One last note in this regard – I do NOT mean that you should aim to absolutely-optimize performance of your Servers³ (and I do NOT rule out other-languages-than-C++ from server side too). All I want to say is that

Server-Side Performance Does Matter Too

And when going beyond this statement – see above about optimization being an art rather than science; which level of inefficiency to consider as “unacceptable from the very beginning”, is one of those choices which you’ll need to make for yourself.

For the rest of this Chapter, whenever speaking about best practices performance-wise, I’ll mean that they apply BOTH to Client-Side and to Server-Side (that is, unless it is explicitly stated otherwise).

² Yep, you guessed it right

³ Neither you should aim to absolutely-optimize performance of your Clients. While this may sound as an heresy to some of the Client-Side gamedevs out there, I stand for this statement

Allocations are Evil. Even More So Because of Locality

In the context of performance, first of all, let’s discuss one thing which IMHO tends to affect performance of C++ programs the-third-most⁴ – it is allocations.

The first important thing to remember for all allocations (whether it is C malloc() or C++ new) is that

Allocations are Expensive

Sure, there were quite a few improvements with allocation during last 10 years (including so-called thread-caching in tcmalloc and per-thread arenas in ptmalloc2), but well – it is still a rather slow operation (give or take, we’re speaking about the order of magnitude of 200 CPU clocks per allocation/deallocation pair, and more if you’re not so lucky with your allocator).

BTW, when it comes to discussions of “smart pointers are evil” – actually it is not smart pointers per se, it is allocations-inevitably-arising-from-smart-pointers, which affect performance of your code; on the other hand, if you replace smart pointer with a naked-pointer-allocated-via-malloc – it is very unlikely that you’ll see any performance gain. More on it in [[TODO]] section below.

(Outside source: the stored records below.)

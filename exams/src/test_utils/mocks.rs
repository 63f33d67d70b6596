//! Mock implementations of port traits
//!
//! These are in-memory implementations that can be configured for testing.
//! Every call is recorded so tests can verify how the service used them.

use async_trait::async_trait;
use std::collections::HashMap;
use std::sync::{Arc, RwLock};

use crate::domain::entities::{Exam, ExamId};
use crate::domain::ports::{ExamRepository, QuestionRepository};
use crate::error::DomainError;

/// Ordered record of port calls, shareable between mocks
pub type CallLog = Arc<RwLock<Vec<&'static str>>>;

pub fn new_call_log() -> CallLog {
    Arc::new(RwLock::new(Vec::new()))
}

fn count(log: &CallLog, call: &str) -> usize {
    log.read().unwrap().iter().filter(|c| **c == call).count()
}

// ============================================================================
// Mock Exam Repository
// ============================================================================

/// A mock exam repository that tracks calls and returns configurable responses
#[derive(Default)]
pub struct MockExamRepository {
    /// Catalogs answered by successive `find_all` calls; the last one repeats
    catalogs: Arc<RwLock<Vec<Vec<Exam>>>>,
    /// What `save` answers; echoes the input when unset
    save_result: Arc<RwLock<Option<Exam>>>,
    saved: Arc<RwLock<Vec<Exam>>>,
    calls: CallLog,
    pub should_fail: Arc<RwLock<bool>>,
}

impl MockExamRepository {
    pub fn new() -> Self {
        Self::default()
    }

    pub fn failing() -> Self {
        Self {
            should_fail: Arc::new(RwLock::new(true)),
            ..Self::default()
        }
    }

    /// Catalog answered by the first `find_all` call
    pub fn with_exams(self, exams: Vec<Exam>) -> Self {
        {
            let mut catalogs = self.catalogs.write().unwrap();
            catalogs.clear();
            catalogs.push(exams);
        }
        self
    }

    /// Catalog answered by the next `find_all` call after those already configured
    pub fn then_exams(self, exams: Vec<Exam>) -> Self {
        self.catalogs.write().unwrap().push(exams);
        self
    }

    /// Configure what `save` returns
    pub fn returning(self, exam: Exam) -> Self {
        *self.save_result.write().unwrap() = Some(exam);
        self
    }

    /// Record calls into a log shared with other mocks
    pub fn with_log(self, log: CallLog) -> Self {
        Self { calls: log, ..self }
    }

    pub fn find_all_count(&self) -> usize {
        count(&self.calls, "exams.find_all")
    }

    pub fn save_count(&self) -> usize {
        count(&self.calls, "exams.save")
    }

    /// Exams passed to `save`, in call order
    pub fn saved_exams(&self) -> Vec<Exam> {
        self.saved.read().unwrap().clone()
    }
}

#[async_trait]
impl ExamRepository for MockExamRepository {
    async fn save(&self, exam: &Exam) -> Result<Exam, DomainError> {
        self.calls.write().unwrap().push("exams.save");

        if *self.should_fail.read().unwrap() {
            return Err(DomainError::Storage("Mock failure".to_string()));
        }

        self.saved.write().unwrap().push(exam.clone());

        let result = self.save_result.read().unwrap().clone();
        Ok(result.unwrap_or_else(|| exam.clone()))
    }

    async fn find_all(&self) -> Result<Vec<Exam>, DomainError> {
        self.calls.write().unwrap().push("exams.find_all");

        if *self.should_fail.read().unwrap() {
            return Err(DomainError::Storage("Mock failure".to_string()));
        }

        let call = self.find_all_count() - 1;
        let catalogs = self.catalogs.read().unwrap();
        Ok(catalogs
            .get(call)
            .or_else(|| catalogs.last())
            .cloned()
            .unwrap_or_default())
    }
}

// ============================================================================
// Mock Question Repository
// ============================================================================

/// A mock question repository that tracks calls and returns configured questions
#[derive(Default)]
pub struct MockQuestionRepository {
    questions: Arc<RwLock<HashMap<ExamId, Vec<String>>>>,
    batches: Arc<RwLock<Vec<Vec<String>>>>,
    requested: Arc<RwLock<Vec<ExamId>>>,
    calls: CallLog,
    pub should_fail: Arc<RwLock<bool>>,
}

impl MockQuestionRepository {
    pub fn new() -> Self {
        Self::default()
    }

    pub fn failing() -> Self {
        Self {
            should_fail: Arc::new(RwLock::new(true)),
            ..Self::default()
        }
    }

    /// Configure the questions answered for an exam id
    pub fn with_questions(self, id: ExamId, questions: Vec<String>) -> Self {
        self.questions.write().unwrap().insert(id, questions);
        self
    }

    /// Record calls into a log shared with other mocks
    pub fn with_log(self, log: CallLog) -> Self {
        Self { calls: log, ..self }
    }

    pub fn save_many_count(&self) -> usize {
        count(&self.calls, "questions.save_many")
    }

    pub fn find_by_exam_id_count(&self) -> usize {
        self.requested.read().unwrap().len()
    }

    /// Calls made to this repository, whatever the operation
    pub fn total_calls(&self) -> usize {
        self.save_many_count() + self.find_by_exam_id_count()
    }

    /// Batches passed to `save_many`, in call order
    pub fn saved_batches(&self) -> Vec<Vec<String>> {
        self.batches.read().unwrap().clone()
    }

    /// Ids passed to `find_by_exam_id`, in call order
    pub fn requested_ids(&self) -> Vec<ExamId> {
        self.requested.read().unwrap().clone()
    }
}

#[async_trait]
impl QuestionRepository for MockQuestionRepository {
    async fn save_many(&self, questions: &[String]) -> Result<(), DomainError> {
        self.calls.write().unwrap().push("questions.save_many");

        if *self.should_fail.read().unwrap() {
            return Err(DomainError::Storage("Mock failure".to_string()));
        }

        self.batches.write().unwrap().push(questions.to_vec());
        Ok(())
    }

    async fn find_by_exam_id(&self, id: &ExamId) -> Result<Vec<String>, DomainError> {
        self.calls.write().unwrap().push("questions.find_by_exam_id");
        self.requested.write().unwrap().push(*id);

        if *self.should_fail.read().unwrap() {
            return Err(DomainError::Storage("Mock failure".to_string()));
        }

        let questions = self.questions.read().unwrap();
        Ok(questions.get(id).cloned().unwrap_or_default())
    }
}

Allocations and Data Locality

In addition to allocations being relatively slow, even worse is the fact that

Allocations tend to reduce data locality

In many (most?) cases, poor data locality caused by allocation, incurs slowdown which is worse than just the cost of the allocation itself :-(. However, the concept of data locality is not that obvious (nor it can be easily separated from other effects), so let’s see what is it all about.

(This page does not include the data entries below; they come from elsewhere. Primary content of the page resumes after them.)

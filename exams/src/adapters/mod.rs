//! Adapters layer
//!
//! Implementations of port traits for external systems.

pub mod memory;

pub use memory::{InMemoryExamRepository, InMemoryQuestionRepository};
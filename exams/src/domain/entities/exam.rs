//! Exam domain entity
//!
//! An exam is a named, free-standing aggregate holding an ordered list of
//! question texts.

use serde::{Deserialize, Serialize};

/// Identifier assigned to an exam by whatever persists it
#[derive(Debug, Clone, Copy, PartialEq, Eq, Hash, PartialOrd, Ord, Serialize, Deserialize)]
pub struct ExamId(pub i64);

impl From<i64> for ExamId {
    fn from(id: i64) -> Self {
        Self(id)
    }
}

impl std::fmt::Display for ExamId {
    fn fmt(&self, f: &mut std::fmt::Formatter<'_>) -> std::fmt::Result {
        write!(f, "{}", self.0)
    }
}

/// An exam and, once loaded, its questions
#[derive(Debug, Clone, PartialEq, Eq, Serialize, Deserialize)]
pub struct Exam {
    /// `None` until a repository has persisted the exam
    pub id: Option<ExamId>,
    pub name: String,
    #[serde(default)]
    pub questions: Vec<String>,
}

impl Exam {
    /// A new, not yet persisted exam
    pub fn new(name: impl Into<String>) -> Self {
        Self {
            id: None,
            name: name.into(),
            questions: Vec::new(),
        }
    }

    pub fn with_id(id: impl Into<ExamId>, name: impl Into<String>) -> Self {
        Self {
            id: Some(id.into()),
            name: name.into(),
            questions: Vec::new(),
        }
    }

    /// Replace the question list
    pub fn with_questions<I, S>(mut self, questions: I) -> Self
    where
        I: IntoIterator<Item = S>,
        S: Into<String>,
    {
        self.questions = questions.into_iter().map(Into::into).collect();
        self
    }

    pub fn has_questions(&self) -> bool {
        !self.questions.is_empty()
    }
}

“During the times of Ancient Gamers (also known as times of Atari, ZX Spectrum, and Commodore64), CPUs were running at clock speed of a single-MHz (and one operation usually took several clocks). At the same time, memory run at about the speed comparable to that of CPUs.During the times of Ancient Gamers (also known as times of Atari, ZX Spectrum, and Commodore64), CPUs were running at clock speed of a single-MHz (and one operation usually took several clocks). At the same time, memory run at about the speed comparable to that of CPUs. For example, on Z80 CPU⁵ one register-register op took 4 CPU clocks, and the same operation but register-memory, took 6 clocks.

Since that time, however, things have changed considerably. A register-register operation currently routinely takes less than 1 CPU clock (don’t ask me how it is possible 😉⁶), but reading from (main) memory takes 100+ CPU clocks. In other words, while memory latencies have been reduced since ancient times by a factor of 10x,⁷ over the same time frame CPU’s pure number crunching speed has improved by a factor of 1000x+. This discrepancy was addressed by all kinds of caches (Z80 didn’t have any cache at all, and in recent years, it is common to have at least three levels of CPU caches, known as L1-L3, with an occasional L4). Not really surprisingly, these caches and their mechanics tend to have profound impact on the performance.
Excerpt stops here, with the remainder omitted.